Aim of the task:
Please take the lines from the one holding "#[derive(Debug, Clone, Copy, PartialEq, Serialize, Deserialize)]" through the one holding "has been normalized" in the data below and copy them exactly.

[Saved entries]
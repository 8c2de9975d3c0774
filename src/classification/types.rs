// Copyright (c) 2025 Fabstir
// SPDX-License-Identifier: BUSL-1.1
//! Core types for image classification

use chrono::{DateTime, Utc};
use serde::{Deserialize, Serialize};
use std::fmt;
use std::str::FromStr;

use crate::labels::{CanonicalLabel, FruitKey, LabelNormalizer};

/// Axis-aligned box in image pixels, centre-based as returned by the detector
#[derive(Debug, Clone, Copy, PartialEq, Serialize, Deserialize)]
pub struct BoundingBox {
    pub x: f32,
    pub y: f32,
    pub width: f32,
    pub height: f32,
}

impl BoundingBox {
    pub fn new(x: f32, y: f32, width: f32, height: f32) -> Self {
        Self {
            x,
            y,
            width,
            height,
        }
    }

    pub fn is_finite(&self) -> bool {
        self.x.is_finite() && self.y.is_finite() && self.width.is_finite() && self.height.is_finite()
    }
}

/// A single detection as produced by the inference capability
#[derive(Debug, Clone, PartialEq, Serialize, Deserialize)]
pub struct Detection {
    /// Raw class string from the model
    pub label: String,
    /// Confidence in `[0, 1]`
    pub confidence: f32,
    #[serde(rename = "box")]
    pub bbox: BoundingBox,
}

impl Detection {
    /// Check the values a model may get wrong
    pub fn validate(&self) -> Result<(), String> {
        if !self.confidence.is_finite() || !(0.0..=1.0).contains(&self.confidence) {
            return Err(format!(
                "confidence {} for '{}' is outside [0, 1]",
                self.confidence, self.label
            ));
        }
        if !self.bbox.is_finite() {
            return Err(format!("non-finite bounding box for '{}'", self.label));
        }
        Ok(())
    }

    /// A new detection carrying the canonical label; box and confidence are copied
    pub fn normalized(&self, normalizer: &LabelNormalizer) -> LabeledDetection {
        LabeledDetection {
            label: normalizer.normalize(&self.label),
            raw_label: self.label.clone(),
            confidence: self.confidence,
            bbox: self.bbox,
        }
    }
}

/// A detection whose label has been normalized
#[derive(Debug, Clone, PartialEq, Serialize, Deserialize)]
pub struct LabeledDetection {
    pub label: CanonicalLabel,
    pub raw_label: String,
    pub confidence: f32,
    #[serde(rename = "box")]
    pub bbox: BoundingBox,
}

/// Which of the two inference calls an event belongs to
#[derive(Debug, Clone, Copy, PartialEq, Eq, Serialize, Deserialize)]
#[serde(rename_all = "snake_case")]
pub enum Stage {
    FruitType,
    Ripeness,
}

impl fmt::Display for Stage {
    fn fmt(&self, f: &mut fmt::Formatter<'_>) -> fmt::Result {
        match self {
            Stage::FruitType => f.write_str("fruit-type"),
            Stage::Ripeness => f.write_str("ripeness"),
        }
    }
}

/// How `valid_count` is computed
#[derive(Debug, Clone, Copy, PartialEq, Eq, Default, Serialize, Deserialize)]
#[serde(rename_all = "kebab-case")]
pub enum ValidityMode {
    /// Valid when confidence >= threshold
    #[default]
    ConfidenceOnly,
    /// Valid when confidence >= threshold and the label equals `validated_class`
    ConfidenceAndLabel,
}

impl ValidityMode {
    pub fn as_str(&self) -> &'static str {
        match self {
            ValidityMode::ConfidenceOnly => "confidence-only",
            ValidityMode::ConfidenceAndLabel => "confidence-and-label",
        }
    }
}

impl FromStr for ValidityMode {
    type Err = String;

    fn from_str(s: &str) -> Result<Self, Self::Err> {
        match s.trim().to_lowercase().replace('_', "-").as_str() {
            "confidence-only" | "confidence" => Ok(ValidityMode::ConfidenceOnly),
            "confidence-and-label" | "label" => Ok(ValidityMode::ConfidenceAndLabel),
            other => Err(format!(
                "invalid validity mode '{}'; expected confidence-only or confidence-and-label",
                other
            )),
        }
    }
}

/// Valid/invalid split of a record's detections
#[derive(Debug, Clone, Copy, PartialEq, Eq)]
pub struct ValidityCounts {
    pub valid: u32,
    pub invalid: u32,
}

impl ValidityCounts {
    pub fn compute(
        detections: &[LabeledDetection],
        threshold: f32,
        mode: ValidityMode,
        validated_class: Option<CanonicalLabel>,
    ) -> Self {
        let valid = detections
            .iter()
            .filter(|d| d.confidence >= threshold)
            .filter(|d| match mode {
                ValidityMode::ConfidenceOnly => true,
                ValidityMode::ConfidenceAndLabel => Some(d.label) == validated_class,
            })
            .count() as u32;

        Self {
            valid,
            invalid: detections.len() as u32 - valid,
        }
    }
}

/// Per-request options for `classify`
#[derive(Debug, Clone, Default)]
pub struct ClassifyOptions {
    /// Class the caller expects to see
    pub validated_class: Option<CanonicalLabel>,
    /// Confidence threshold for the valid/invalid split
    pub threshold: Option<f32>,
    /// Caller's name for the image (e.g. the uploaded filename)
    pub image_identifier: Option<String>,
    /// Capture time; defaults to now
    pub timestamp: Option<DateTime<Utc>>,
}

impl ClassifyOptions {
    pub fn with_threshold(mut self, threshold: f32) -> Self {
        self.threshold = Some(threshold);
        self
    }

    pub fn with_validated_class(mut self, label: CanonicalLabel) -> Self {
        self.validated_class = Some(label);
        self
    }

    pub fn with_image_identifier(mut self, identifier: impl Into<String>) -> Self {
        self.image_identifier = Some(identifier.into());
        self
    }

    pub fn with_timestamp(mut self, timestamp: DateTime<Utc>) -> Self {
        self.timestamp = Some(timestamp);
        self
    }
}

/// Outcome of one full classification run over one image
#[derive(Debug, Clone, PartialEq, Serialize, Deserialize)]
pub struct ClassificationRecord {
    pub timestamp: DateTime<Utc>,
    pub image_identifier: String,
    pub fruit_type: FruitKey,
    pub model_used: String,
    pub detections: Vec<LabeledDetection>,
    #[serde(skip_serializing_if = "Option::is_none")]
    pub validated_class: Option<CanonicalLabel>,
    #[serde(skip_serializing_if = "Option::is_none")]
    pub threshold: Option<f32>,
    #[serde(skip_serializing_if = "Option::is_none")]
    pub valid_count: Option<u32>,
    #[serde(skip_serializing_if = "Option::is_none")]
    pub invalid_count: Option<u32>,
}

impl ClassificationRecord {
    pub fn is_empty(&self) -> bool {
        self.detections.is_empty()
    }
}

Solution to the exercise:
#[derive(Debug, Clone, Copy, PartialEq, Serialize, Deserialize)]
pub struct BoundingBox {
    pub x: f32,
    pub y: f32,
    pub width: f32,
    pub height: f32,
}

impl BoundingBox {
    pub fn new(x: f32, y: f32, width: f32, height: f32) -> Self {
        Self {
            x,
            y,
            width,
            height,
        }
    }

    pub fn is_finite(&self) -> bool {
        self.x.is_finite() && self.y.is_finite() && self.width.is_finite() && self.height.is_finite()
    }
}

/// A single detection as produced by the inference capability
#[derive(Debug, Clone, PartialEq, Serialize, Deserialize)]
pub struct Detection {
    /// Raw class string from the model
    pub label: String,
    /// Confidence in `[0, 1]`
    pub confidence: f32,
    #[serde(rename = "box")]
    pub bbox: BoundingBox,
}

impl Detection {
    /// Check the values a model may get wrong
    pub fn validate(&self) -> Result<(), String> {
        if !self.confidence.is_finite() || !(0.0..=1.0).contains(&self.confidence) {
            return Err(format!(
                "confidence {} for '{}' is outside [0, 1]",
                self.confidence, self.label
            ));
        }
        if !self.bbox.is_finite() {
            return Err(format!("non-finite bounding box for '{}'", self.label));
        }
        Ok(())
    }

    /// A new detection carrying the canonical label; box and confidence are copied
    pub fn normalized(&self, normalizer: &LabelNormalizer) -> LabeledDetection {
        LabeledDetection {
            label: normalizer.normalize(&self.label),
            raw_label: self.label.clone(),
            confidence: self.confidence,
            bbox: self.bbox,
        }
    }
}

/// A detection whose label has been normalized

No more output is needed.